Dans un chapitre intitulé “L’anti-modèle”, l’auteure raconte comment son retour en France en 2021 a coïncidé avec l’essor politique d’Eric Zemmour. Elle explique les raisons de son “anti-zemmourisme” et pourquoi tout l’oppose à une idéologie totalisante, maurrassienne et rétrograde. “Les conservateurs ne doivent pas oublier qu’ils ont non pas un mais deux adversaires, les progressistes et les réactionnaires”, assure-t-elle. Entre les idéalistes de l’avenir et les “prophètes du passé”, il y a une troisième voie.

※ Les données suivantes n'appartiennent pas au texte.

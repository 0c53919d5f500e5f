//! A builder for an Aho-Corasick automaton.
//!
//! Building happens in two passes. The first pass inserts every pattern into
//! a trie, so that each pattern has a path from the root state and the state
//! at the end of that path records the pattern. Consider the patterns 'abe',
//! 'bc' and 'c'. Here states are represented as `S?` and have an asterisk
//! (`*`) if any pattern ends at that state.
//!
//! ```text
//!      a - S1 - b - S2 - e - S3*
//!     /
//! S0 - b - S4 - c - S5*
//!     \
//!      c - S6*
//! ```
//!
//! The second pass links the trie. Every state gets a *failure* transition to
//! the state for the longest proper suffix of its path that is also a path in
//! the trie. With an input of 'abc', at S2 there is no transition for 'c', but
//! 'b' is a suffix of 'ab' so S2 fails to S4 and the search continues at S5
//! without looking at the input again. Every other state above fails back to
//! the root.
//!
//! Every state also gets an *output* transition to the nearest state reachable
//! through failure transitions that is a match state. S5 fails to S6, which
//! is a match state for 'c', so whenever the search reaches S5 it reports
//! 'bc' and then 'c' by following the output transition.
//!
//! Both transitions of a state only depend on states that are strictly
//! closer to the root, so the second pass is a breadth-first search starting
//! with all transitions out of the root state. For each state and for every
//! forward transition out of it we follow failure transitions backward until
//! we find a state with a forward transition on the same byte. That state's
//! child is the failure state for the original state's child.

use std::collections::VecDeque;

use super::state::{State, ROOT, S};
use super::{Automaton, Pattern};
use crate::{Error, Result};

/// A builder for configuring an [`Automaton`].
///
/// This struct is typically created using [`Automaton::builder()`].
///
/// # Examples
///
/// ```
/// let ac = acscan::Automaton::builder()
///     .dense(true)
///     .state_limit(1024)
///     .build(["he", "she", "his", "hers"])?;
///
/// let matches: Vec<_> = ac
///     .search("ushers")
///     .iter()
///     .map(|m| (m.pattern_id(), m.start(), m.end()))
///     .collect();
/// assert_eq!(matches, [(1, 1, 4), (0, 2, 4), (3, 2, 6)]);
/// # Ok::<(), acscan::Error>(())
/// ```
#[derive(Debug, Clone, Default)]
pub struct Builder {
    dense: bool,
    state_limit: Option<usize>,
}

impl Builder {
    /// Creates a new builder with the default configuration.
    #[inline]
    pub fn new() -> Self {
        Self::default()
    }

    /// Use a full 256 entry transition table for every state.
    ///
    /// Dense tables make each transition a single lookup at the cost of
    /// roughly one kilobyte per state. The default is to use sorted tables
    /// that only hold the transitions that exist. This has no effect on
    /// which matches are reported.
    #[inline]
    pub fn dense(&mut self, yes: bool) -> &mut Self {
        self.dense = yes;
        self
    }

    /// Set the maximum number of states, including the root state.
    ///
    /// If not set then the number of states is only bounded by the state
    /// identifier type.
    #[inline]
    pub fn state_limit(&mut self, limit: usize) -> &mut Self {
        self.state_limit = Some(limit);
        self
    }

    /// Builds an automaton for the given patterns.
    ///
    /// Each pattern is identified by its position in the iterator. Patterns
    /// may be empty and may repeat.
    ///
    /// # Errors
    ///
    /// If the automaton needs more states than allowed.
    pub fn build<I, P>(&self, patterns: I) -> Result<Automaton>
    where
        I: IntoIterator<Item = P>,
        P: AsRef<[u8]>,
    {
        let mut compiler = Compiler {
            states: Vec::new(),
            pattern_lens: Vec::new(),
            dense: self.dense,
            state_limit: self.state_limit,
        };
        compiler.push_state(0)?; // the root state
        compiler.build_initial_trie(patterns)?;
        compiler.fill_failure_transitions();

        let Compiler {
            states,
            pattern_lens,
            ..
        } = compiler;
        log::debug!(
            "built automaton with {} patterns and {} states ({} transitions)",
            pattern_lens.len(),
            states.len(),
            if self.dense { "dense" } else { "sparse" },
        );
        Ok(Automaton {
            states,
            pattern_lens,
        })
    }
}

struct Compiler {
    states: Vec<State>,
    pattern_lens: Vec<usize>,
    dense: bool,
    state_limit: Option<usize>,
}

impl Compiler {
    /// Build the initial trie where each pattern has a path from the root
    /// state until the end of the pattern.
    fn build_initial_trie<I, P>(&mut self, patterns: I) -> Result<()>
    where
        I: IntoIterator<Item = P>,
        P: AsRef<[u8]>,
    {
        for (pattern_id, pattern) in patterns.into_iter().enumerate() {
            let pattern = pattern.as_ref();

            let mut id = ROOT;
            for (depth, &byte) in pattern.iter().enumerate() {
                id = match self.state(id).next_state(byte) {
                    Some(next) => next,
                    None => {
                        let next = self.push_state(depth + 1)?;
                        self.state_mut(id).set_transition(byte, next);
                        next
                    }
                };
            }

            // Identical patterns end up at the same state, one entry each.
            let p = Pattern::new(pattern_id, pattern.len());
            self.state_mut(id).push_match(p);
            self.pattern_lens.push(pattern.len());
        }
        Ok(())
    }

    fn fill_failure_transitions(&mut self) {
        // Initialize the queue for breadth first search with all transitions
        // out of the root state. Their only proper suffix is the empty
        // string, so they keep the default failure transition to the root
        // and have no output transition.
        let mut queue = VecDeque::new();
        let mut children = Vec::new();
        children.extend(self.state(ROOT).children());
        for &(_, next) in &children {
            debug_assert_eq!(self.state(next).fail, ROOT);
            queue.push_back(next);
        }

        while let Some(curr) = queue.pop_front() {
            children.clear();
            children.extend(self.state(curr).children());

            for &(byte, next) in &children {
                queue.push_back(next);

                let fail = {
                    let mut id = self.state(curr).fail;
                    loop {
                        if let Some(to) = self.state(id).next_state(byte) {
                            break to;
                        }
                        if id == ROOT {
                            break ROOT;
                        }
                        id = self.state(id).fail;
                    }
                };
                debug_assert!(
                    self.state(fail).depth < self.state(next).depth,
                    "failure transitions must point to a shallower state"
                );

                // The root is never part of an output chain, even if an empty
                // pattern ends there.
                let output = if fail != ROOT && self.state(fail).is_match() {
                    Some(fail)
                } else {
                    self.state(fail).output
                };

                let state = self.state_mut(next);
                state.fail = fail;
                state.output = output;
                log::trace!("linked state {next}: fail -> {fail}, output -> {output:?}");
            }
        }
    }

    fn push_state(&mut self, depth: usize) -> Result<S> {
        let id = self.states.len();
        if let Some(limit) = self.state_limit {
            if id >= limit {
                return Err(Error::state_limit(limit));
            }
        }
        let id = S::try_from(id).map_err(|_| Error::state_id_overflow(id))?;
        self.states.push(State::new(depth, self.dense));
        Ok(id)
    }

    fn state(&self, id: S) -> &State {
        &self.states[id as usize]
    }

    fn state_mut(&mut self, id: S) -> &mut State {
        &mut self.states[id as usize]
    }
}
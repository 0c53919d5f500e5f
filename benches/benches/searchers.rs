//! Benchmark automaton construction and overlapping search time.

use criterion::{criterion_group, criterion_main, BenchmarkId, Criterion, Throughput};

use benches::corpus;
use benches::{Acscan, AcscanDense, AhoCorasick, BruteForce, Searcher};

criterion_main! { benches }
criterion_group! { benches, bench_build, bench_search }

/// Benchmarks the time taken to build a searcher from a set of patterns.
fn bench_build(c: &mut Criterion) {
    let mut g = c.benchmark_group("build");

    macro_rules! bench {
        ($S:ty, $n:expr) => {{
            let corpus = corpus::random($n, 0);
            g.bench_with_input(
                BenchmarkId::new(<$S as Searcher>::name(), $n),
                &corpus.patterns,
                |b, patterns| b.iter(|| <$S as Searcher>::new(patterns)),
            );
        }};
    }

    for n in [10, 100, 1000] {
        bench!(Acscan, n);
        bench!(AcscanDense, n);
        bench!(AhoCorasick, n);
    }
}

/// Benchmarks the time taken to find every occurrence in a haystack.
fn bench_search(c: &mut Criterion) {
    let mut g = c.benchmark_group("search");

    let corpus = corpus::random(100, 64 * 1024);
    g.throughput(Throughput::Bytes(corpus.haystack.len() as u64));

    macro_rules! bench {
        ($S:ty) => {{
            g.bench_function(<$S as Searcher>::name(), |b| {
                let searcher = <$S as Searcher>::new(&corpus.patterns);
                b.iter(|| searcher.find_all(&corpus.haystack));
            });
        }};
    }

    bench!(Acscan);
    bench!(AcscanDense);
    bench!(AhoCorasick);
    g.sample_size(10);
    bench!(BruteForce);
}
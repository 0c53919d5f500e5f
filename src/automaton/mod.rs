//! A multi-pattern searcher based on the [Aho-Corasick algorithm][wikipedia].
//!
//! This implementation reports *every* occurrence of every pattern, including
//! occurrences that overlap or are nested inside each other. Matches are
//! reported in order of their end offset. Matches that end at the same offset
//! are reported from the longest pattern to the shortest, and identical
//! patterns in the order they were given.
//!
//! [wikipedia]: https://en.wikipedia.org/wiki/Aho%E2%80%93Corasick_algorithm

mod build;
mod iter;
mod state;

use std::mem;

pub use self::build::Builder;
pub use self::iter::FindOverlappingIter;
use self::state::{State, ROOT, S};

/// An immutable automaton for searching many patterns at once.
///
/// Once built an automaton is never modified, so it can be shared between
/// threads and searched concurrently.
///
/// # Examples
///
/// ```
/// let patterns = ["a", "ab", "bab", "bc", "bca", "c", "caa"];
/// let ac = acscan::Automaton::new(patterns);
///
/// let found: Vec<_> = ac
///     .find_overlapping_iter("abccab")
///     .map(|m| (patterns[m.pattern_id()], m.start(), m.end()))
///     .collect();
///
/// assert_eq!(
///     found,
///     [
///         ("a", 0, 1),
///         ("ab", 0, 2),
///         ("bc", 1, 3),
///         ("c", 2, 3),
///         ("c", 3, 4),
///         ("a", 4, 5),
///         ("ab", 4, 6),
///     ]
/// );
/// ```
#[derive(Debug, Clone)]
pub struct Automaton {
    states: Vec<State>,
    pattern_lens: Vec<usize>,
}

/// A single occurrence of a pattern in a haystack.
#[derive(Debug, Clone, Copy, PartialEq, Eq, Hash)]
#[cfg_attr(feature = "serde", derive(serde::Serialize, serde::Deserialize))]
#[cfg_attr(feature = "serde", serde(try_from = "RawMatch"))]
pub struct Match {
    pattern: usize,
    len: usize,
    end: usize,
}

/// The unchecked fields of a deserialized [`Match`].
#[cfg(feature = "serde")]
#[derive(serde::Deserialize)]
struct RawMatch {
    pattern: usize,
    len: usize,
    end: usize,
}

/// A pattern as recorded in a match state.
#[derive(Debug, Clone, Copy)]
pub struct Pattern {
    id: usize,
    len: usize,
}

impl Automaton {
    /// Builds an automaton for the given patterns using the default
    /// configuration.
    ///
    /// Each pattern is identified by its position in the iterator. Patterns
    /// may be empty and may repeat. An empty pattern is accepted but never
    /// reported as a match.
    ///
    /// # Panics
    ///
    /// If the patterns need more states than a state identifier can address.
    /// Use [`Builder::build`] to handle this case.
    pub fn new<I, P>(patterns: I) -> Self
    where
        I: IntoIterator<Item = P>,
        P: AsRef<[u8]>,
    {
        match Builder::new().build(patterns) {
            Ok(ac) => ac,
            Err(err) => panic!("{err}"),
        }
    }

    /// Create a new builder to configure an automaton.
    #[inline]
    pub fn builder() -> Builder {
        Builder::new()
    }

    /// Returns every occurrence of every pattern in the haystack.
    ///
    /// This is the same as collecting [`.find_overlapping_iter()`][Self::find_overlapping_iter].
    pub fn search<T>(&self, haystack: &T) -> Vec<Match>
    where
        T: AsRef<[u8]> + ?Sized,
    {
        self.find_overlapping_iter(haystack).collect()
    }

    /// Returns an iterator over every occurrence of every pattern in the
    /// haystack.
    ///
    /// The haystack is scanned lazily, one byte at a time, and never scanned
    /// twice. Calling this again starts a new scan from the beginning.
    #[inline]
    pub fn find_overlapping_iter<'a, 'h, T>(&'a self, haystack: &'h T) -> FindOverlappingIter<'a, 'h>
    where
        T: AsRef<[u8]> + ?Sized,
    {
        FindOverlappingIter::new(self, haystack.as_ref())
    }

    /// Whether or not any pattern occurs in the haystack.
    pub fn is_match<T>(&self, haystack: &T) -> bool
    where
        T: AsRef<[u8]> + ?Sized,
    {
        self.find_overlapping_iter(haystack).next().is_some()
    }

    /// The number of patterns this automaton was built with.
    #[inline]
    pub fn patterns_len(&self) -> usize {
        self.pattern_lens.len()
    }

    /// The length of the pattern with the given identifier.
    #[inline]
    pub fn pattern_len(&self, pattern_id: usize) -> Option<usize> {
        self.pattern_lens.get(pattern_id).copied()
    }

    /// The number of states in this automaton, including the root state.
    #[inline]
    pub fn states_len(&self) -> usize {
        self.states.len()
    }

    /// Returns the approximate number of heap bytes used by this automaton.
    pub fn memory_usage(&self) -> usize {
        let states = self.states.capacity() * mem::size_of::<State>();
        let heap: usize = self.states.iter().map(State::heap_bytes).sum();
        let lens = self.pattern_lens.capacity() * mem::size_of::<usize>();
        states + heap + lens
    }

    /// Returns the next state for the given input byte, following failure
    /// transitions until a state has a forward transition for it.
    fn next_state(&self, mut id: S, byte: u8) -> S {
        loop {
            let state = self.state(id);
            if let Some(next) = state.next_state(byte) {
                return next;
            }
            if id == ROOT {
                return ROOT;
            }
            id = state.fail;
        }
    }

    /// Returns the first state whose matches are reported after arriving at
    /// the given state.
    fn first_output(&self, id: S) -> Option<S> {
        let state = self.state(id);
        if id != ROOT && state.is_match() {
            Some(id)
        } else {
            state.output
        }
    }

    fn state(&self, id: S) -> &State {
        &self.states[id as usize]
    }
}

impl Match {
    fn new(pattern: Pattern, end: usize) -> Self {
        Self {
            pattern: pattern.id,
            len: pattern.len,
            end,
        }
    }

    /// The identifier of the pattern that matched, which is its position in
    /// the patterns the automaton was built with.
    #[inline]
    pub fn pattern_id(&self) -> usize {
        self.pattern
    }

    /// The starting position of the match.
    #[inline]
    pub fn start(&self) -> usize {
        self.end - self.len
    }

    /// The ending position of the match.
    #[inline]
    pub fn end(&self) -> usize {
        self.end
    }

    /// The length of the match in bytes.
    #[inline]
    pub fn len(&self) -> usize {
        self.len
    }

    /// Whether or not the match is empty. Reported matches never are.
    #[inline]
    pub fn is_empty(&self) -> bool {
        self.len == 0
    }
}

#[cfg(feature = "serde")]
impl TryFrom<RawMatch> for Match {
    type Error = String;

    fn try_from(raw: RawMatch) -> std::result::Result<Self, Self::Error> {
        let RawMatch { pattern, len, end } = raw;
        if len > end {
            return Err(format!("match of length {len} cannot end at {end}"));
        }
        Ok(Self { pattern, len, end })
    }
}

impl Pattern {
    fn new(id: usize, len: usize) -> Self {
        Self { id, len }
    }
}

Face au zemmourisme, Laetitia Strauch-Bonart fait l’éloge de sa droite à elle, celle d’un Tocqueville ou d’un Guizot, qui tente de concilier besoin d’ordre et désir de liberté. Etre de droite, selon l’essayiste, c’est estimer que la sécurité et la concorde sociale sont une exception historique, tandis que le conflit et la cruauté représentent la règle. Etre de droite, c’est être pessimiste, non pas désespéré. Etre de droite, c’est estimer que tous les humains ont une égale dignité protégée par l’égalité devant la loi, mais qu’il y a des talents inégaux, et que le mérite doit être encouragé. Etre de droite, c’est être convaincu que le libéralisme économique a favorisé la prospérité non seulement de l’Occident, mais du monde entier. En bonne disciple de Steven Pinker, Laetitia Strauch-Bonart rappelle qu’en deux cents ans, la richesse mondiale a centuplé et la part des personnes vivant dans l’extrême pauvreté est passée de 90 % à moins de 10 %. Enfin, être de droite, c’est pour l’auteure préférer la gratitude au ressentiment. En dépit de son accroche commerciale (“Et si vous étiez de droite vous aussi ?”), ce plaidoyer autobiographique ne convertira pas un lecteur bourdieusien. Mais un candidat d’une droite tempérée à la présidentielle de 2027 a de quoi y puiser des réflexions stimulantes.
La Gratitude, par Laetitia Strauch-Bonart. L’Observatoire, 234 p., 21 €.